◆ **EXERCISE INPUTS**
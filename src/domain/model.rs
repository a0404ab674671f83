use crate::utils::error::{CardError, Result};
use crate::utils::validation::{validate_char_length, validate_range, Validate};
use chrono::{DateTime, Utc};
use serde::{Deserialize, Serialize};
use std::collections::BTreeSet;
use std::fmt;
use std::str::FromStr;
use uuid::Uuid;

pub const MIN_SOURCE_CHARS: usize = 10;
pub const MAX_SOURCE_CHARS: usize = 50_000;
pub const MIN_REQUESTED_COUNT: u32 = 1;
pub const MAX_REQUESTED_COUNT: u32 = 50;
pub const MAX_FRONT_CHARS: usize = 200;
pub const MAX_BACK_CHARS: usize = 500;
pub const DEFAULT_EASINESS_FACTOR: f64 = 2.5;
pub const MIN_EASINESS_FACTOR: f64 = 1.3;

/// Spaced-repetition bookkeeping attached to every card.
#[derive(Debug, Clone, PartialEq, Serialize, Deserialize)]
#[serde(rename_all = "camelCase")]
pub struct ScheduleState {
    pub repetitions: u32,
    pub interval_days: u32,
    pub easiness_factor: f64,
    #[serde(default, skip_serializing_if = "Option::is_none")]
    pub due_at: Option<DateTime<Utc>>,
}

impl Default for ScheduleState {
    fn default() -> Self {
        Self {
            repetitions: 0,
            interval_days: 0,
            easiness_factor: DEFAULT_EASINESS_FACTOR,
            due_at: None,
        }
    }
}

/// Self-reported recall quality, 0 (blackout) to 5 (perfect).
#[derive(Debug, Clone, Copy, PartialEq, Eq, PartialOrd, Ord, Serialize, Deserialize)]
#[serde(try_from = "u8", into = "u8")]
pub struct Grade(u8);

impl Grade {
    pub const MAX: u8 = 5;

    pub fn new(value: u8) -> Result<Self> {
        if value > Self::MAX {
            return Err(CardError::validation(format!(
                "grade must be between 0 and {} (got {})",
                Self::MAX,
                value
            )));
        }
        Ok(Self(value))
    }

    pub fn value(self) -> u8 {
        self.0
    }

    /// Grades below 3 count as forgotten.
    pub fn is_pass(self) -> bool {
        self.0 >= 3
    }

    pub fn all() -> impl Iterator<Item = Grade> {
        (0..=Self::MAX).map(Grade)
    }
}

impl TryFrom<u8> for Grade {
    type Error = CardError;

    fn try_from(value: u8) -> Result<Self> {
        Grade::new(value)
    }
}

impl From<Grade> for u8 {
    fn from(grade: Grade) -> u8 {
        grade.0
    }
}

/// Editorial lifecycle of a card, independent of its schedule.
#[derive(Debug, Clone, Copy, PartialEq, Eq, Hash, Serialize, Deserialize)]
#[serde(rename_all = "snake_case")]
pub enum ReviewStatus {
    New,
    ToCorrect,
    Approved,
    Rejected,
}

impl ReviewStatus {
    pub fn as_str(self) -> &'static str {
        match self {
            ReviewStatus::New => "new",
            ReviewStatus::ToCorrect => "to_correct",
            ReviewStatus::Approved => "approved",
            ReviewStatus::Rejected => "rejected",
        }
    }
}

impl fmt::Display for ReviewStatus {
    fn fmt(&self, f: &mut fmt::Formatter<'_>) -> fmt::Result {
        f.write_str(self.as_str())
    }
}

impl FromStr for ReviewStatus {
    type Err = CardError;

    fn from_str(s: &str) -> Result<Self> {
        match s {
            "new" => Ok(ReviewStatus::New),
            "to_correct" => Ok(ReviewStatus::ToCorrect),
            "approved" => Ok(ReviewStatus::Approved),
            "rejected" => Ok(ReviewStatus::Rejected),
            other => Err(CardError::validation(format!(
                "unknown review status '{}'",
                other
            ))),
        }
    }
}

#[derive(Debug, Clone, Copy, PartialEq, Eq, Serialize, Deserialize)]
#[serde(tag = "state", rename_all = "snake_case")]
pub enum ArchiveState {
    Active,
    Archived { at: DateTime<Utc> },
}

#[derive(Debug, Clone, Copy, PartialEq, Eq, Serialize, Deserialize)]
#[serde(rename_all = "camelCase")]
pub struct ReviewState {
    pub status: ReviewStatus,
    pub archive: ArchiveState,
}

impl ReviewState {
    pub fn new(status: ReviewStatus) -> Self {
        Self {
            status,
            archive: ArchiveState::Active,
        }
    }

    pub fn is_archived(&self) -> bool {
        matches!(self.archive, ArchiveState::Archived { .. })
    }

    pub fn archived_at(&self) -> Option<DateTime<Utc>> {
        match self.archive {
            ArchiveState::Archived { at } => Some(at),
            ArchiveState::Active => None,
        }
    }
}

#[derive(Debug, Clone, Copy, PartialEq, Eq, Serialize, Deserialize)]
#[serde(rename_all = "snake_case")]
pub enum CreationSource {
    Manual,
    Ai,
}

/// Question and answer text, trimmed and length-checked.
#[derive(Debug, Clone, PartialEq, Eq, Serialize, Deserialize)]
pub struct CardContent {
    pub front: String,
    pub back: String,
}

impl CardContent {
    pub fn new(front: impl Into<String>, back: impl Into<String>) -> Result<Self> {
        let content = Self {
            front: front.into().trim().to_string(),
            back: back.into().trim().to_string(),
        };
        content.validate()?;
        Ok(content)
    }
}

impl Validate for CardContent {
    fn validate(&self) -> Result<()> {
        validate_char_length("front", &self.front, 1, MAX_FRONT_CHARS)?;
        validate_char_length("back", &self.back, 1, MAX_BACK_CHARS)?;
        Ok(())
    }
}

#[derive(Debug, Clone, PartialEq, Serialize, Deserialize)]
#[serde(rename_all = "camelCase")]
pub struct Card {
    pub id: Uuid,
    pub owner_id: Uuid,
    #[serde(flatten)]
    pub content: CardContent,
    #[serde(default)]
    pub tags: BTreeSet<String>,
    #[serde(default)]
    pub categories: BTreeSet<String>,
    pub creation_source: CreationSource,
    #[serde(default)]
    pub schedule: ScheduleState,
    pub review: ReviewState,
    pub created_at: DateTime<Utc>,
    pub updated_at: DateTime<Utc>,
}

impl Card {
    /// A hand-written card. The caller picks the initial status, usually `Approved`.
    pub fn manual(owner_id: Uuid, content: CardContent, initial_status: ReviewStatus) -> Self {
        let now = Utc::now();
        Self {
            id: Uuid::new_v4(),
            owner_id,
            content,
            tags: BTreeSet::new(),
            categories: BTreeSet::new(),
            creation_source: CreationSource::Manual,
            schedule: ScheduleState::default(),
            review: ReviewState::new(initial_status),
            created_at: now,
            updated_at: now,
        }
    }

    /// Accepts a generated candidate; AI cards always start as `New`.
    pub fn from_candidate(owner_id: Uuid, candidate: GeneratedCandidate) -> Result<Self> {
        let content = CardContent::new(candidate.front, candidate.back)?;
        let now = Utc::now();
        Ok(Self {
            id: Uuid::new_v4(),
            owner_id,
            content,
            tags: candidate.tags,
            categories: candidate.categories,
            creation_source: CreationSource::Ai,
            schedule: ScheduleState::default(),
            review: ReviewState::new(ReviewStatus::New),
            created_at: now,
            updated_at: now,
        })
    }

    pub fn with_tags<I, S>(mut self, tags: I) -> Self
    where
        I: IntoIterator<Item = S>,
        S: Into<String>,
    {
        self.tags = tags.into_iter().map(Into::into).collect();
        self
    }

    pub fn with_categories<I, S>(mut self, categories: I) -> Self
    where
        I: IntoIterator<Item = S>,
        S: Into<String>,
    {
        self.categories = categories.into_iter().map(Into::into).collect();
        self
    }
}

/// An AI-proposed card that has not been stored yet.
#[derive(Debug, Clone, PartialEq, Eq, Serialize, Deserialize)]
#[serde(rename_all = "camelCase")]
pub struct GeneratedCandidate {
    pub front: String,
    pub back: String,
    pub tags: BTreeSet<String>,
    pub categories: BTreeSet<String>,
    pub creation_source: CreationSource,
    pub review_status: ReviewStatus,
}

impl GeneratedCandidate {
    pub fn new(
        front: String,
        back: String,
        tags: BTreeSet<String>,
        categories: BTreeSet<String>,
    ) -> Self {
        Self {
            front,
            back,
            tags,
            categories,
            creation_source: CreationSource::Ai,
            review_status: ReviewStatus::New,
        }
    }
}

#[derive(Debug, Clone)]
pub struct GenerationRequest {
    pub source_text: String,
    pub requested_count: u32,
    /// Learner-supplied API key that replaces the configured credential for this call.
    pub model_key: Option<String>,
}

impl GenerationRequest {
    pub fn new(source_text: impl Into<String>, requested_count: u32) -> Self {
        Self {
            source_text: source_text.into(),
            requested_count,
            model_key: None,
        }
    }

    pub fn with_model_key(mut self, model_key: Option<String>) -> Self {
        self.model_key = model_key;
        self
    }
}

impl Validate for GenerationRequest {
    fn validate(&self) -> Result<()> {
        validate_range(
            "requested_count",
            self.requested_count,
            MIN_REQUESTED_COUNT,
            MAX_REQUESTED_COUNT,
        )
        .map_err(|e| CardError::validation(e.to_string()))?;
        validate_char_length(
            "source_text",
            &self.source_text,
            MIN_SOURCE_CHARS,
            MAX_SOURCE_CHARS,
        )?;
        Ok(())
    }
}

/// What a single generation call produced.
#[derive(Debug, Clone, Default, PartialEq)]
pub struct GenerationBatch {
    pub candidates: Vec<GeneratedCandidate>,
    pub dropped_count: usize,
}

/// What the orchestrator hands back to the caller. Fewer candidates than
/// requested is a valid outcome.
#[derive(Debug, Clone, PartialEq, Serialize)]
#[serde(rename_all = "camelCase")]
pub struct GenerationOutcome {
    pub candidates: Vec<GeneratedCandidate>,
    pub dropped_count: usize,
    pub requested_count: u32,
    pub attempts: u32,
}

◆ **TASK**
In the listing above, find the line with "pub struct GenerationOutcome" and set down that line and all after it exactly, through the final line.

◆ **ANSWER AREA**
pub struct GenerationOutcome {
    pub candidates: Vec<GeneratedCandidate>,
    pub dropped_count: usize,
    pub requested_count: u32,
    pub attempts: u32,
}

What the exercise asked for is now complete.